Probably initially acquired via shoplifting (I have to confess that I once did this myself) or perhaps raiding
older brothers’ closets, they were furtively passed around by friends.
The specifics of the ones I read have faded from memory – all except for one, which must have been my
favorite. I still recall the title – Slave of Lust – and can still picture the cover.
The premise had something to do with a beautiful but sexually uptight secretary who somehow falls into the
hands of a less-than-ethical psychiatrist. This guy hypnotizes her, planting a suggestion that when the name
“Omar” is whispered to her, she will immediately turn into a wanton, sex-craving maniac…but of course, will
have no memory of her activities once she exits the hypnotic state.
Needless to say, the psychiatrist uses this scheme for his own benefit, and has his way with her at each
session – graphically described, of course.

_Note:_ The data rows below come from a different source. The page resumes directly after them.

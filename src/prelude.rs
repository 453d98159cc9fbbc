//! A "prelude" for users of the `trawler-core` crate.
//!
//! # Example
//!
//! ```
//! use trawler_core::prelude::*;
//! ```

pub use crate::{
    // Core structs
    Context,
    Crawler,
    CrawlerBuilder,
    Job,
    Request,
    Response,
    Task,
    TaskStatus,
    // Core traits
    Downloader,
    Item,
    Middleware,
    Pipeline,
    // Essential re-exports for trait implementation
    async_trait,
};

pub use crate::error::CrawlError;
pub use crate::middleware::MiddlewareAction;
pub use crate::pipeline::JsonLinesItem;
pub use url::Url;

And yet somehow, he’s portrayed as not really having evil intent (this was the mid-1960s, after all). He
actually falls in love with this girl, and in the end he confesses his scheme to her. But as she has been
“cured” of her hang-ups by his tender ministrations, they end up living happily ever after together!
I guess the book must have had a powerful effect on me, because this is the second thing I think of at the
mention of the name “Omar” – even though it’s probably been a good 45 years since I’ve laid eyes on it!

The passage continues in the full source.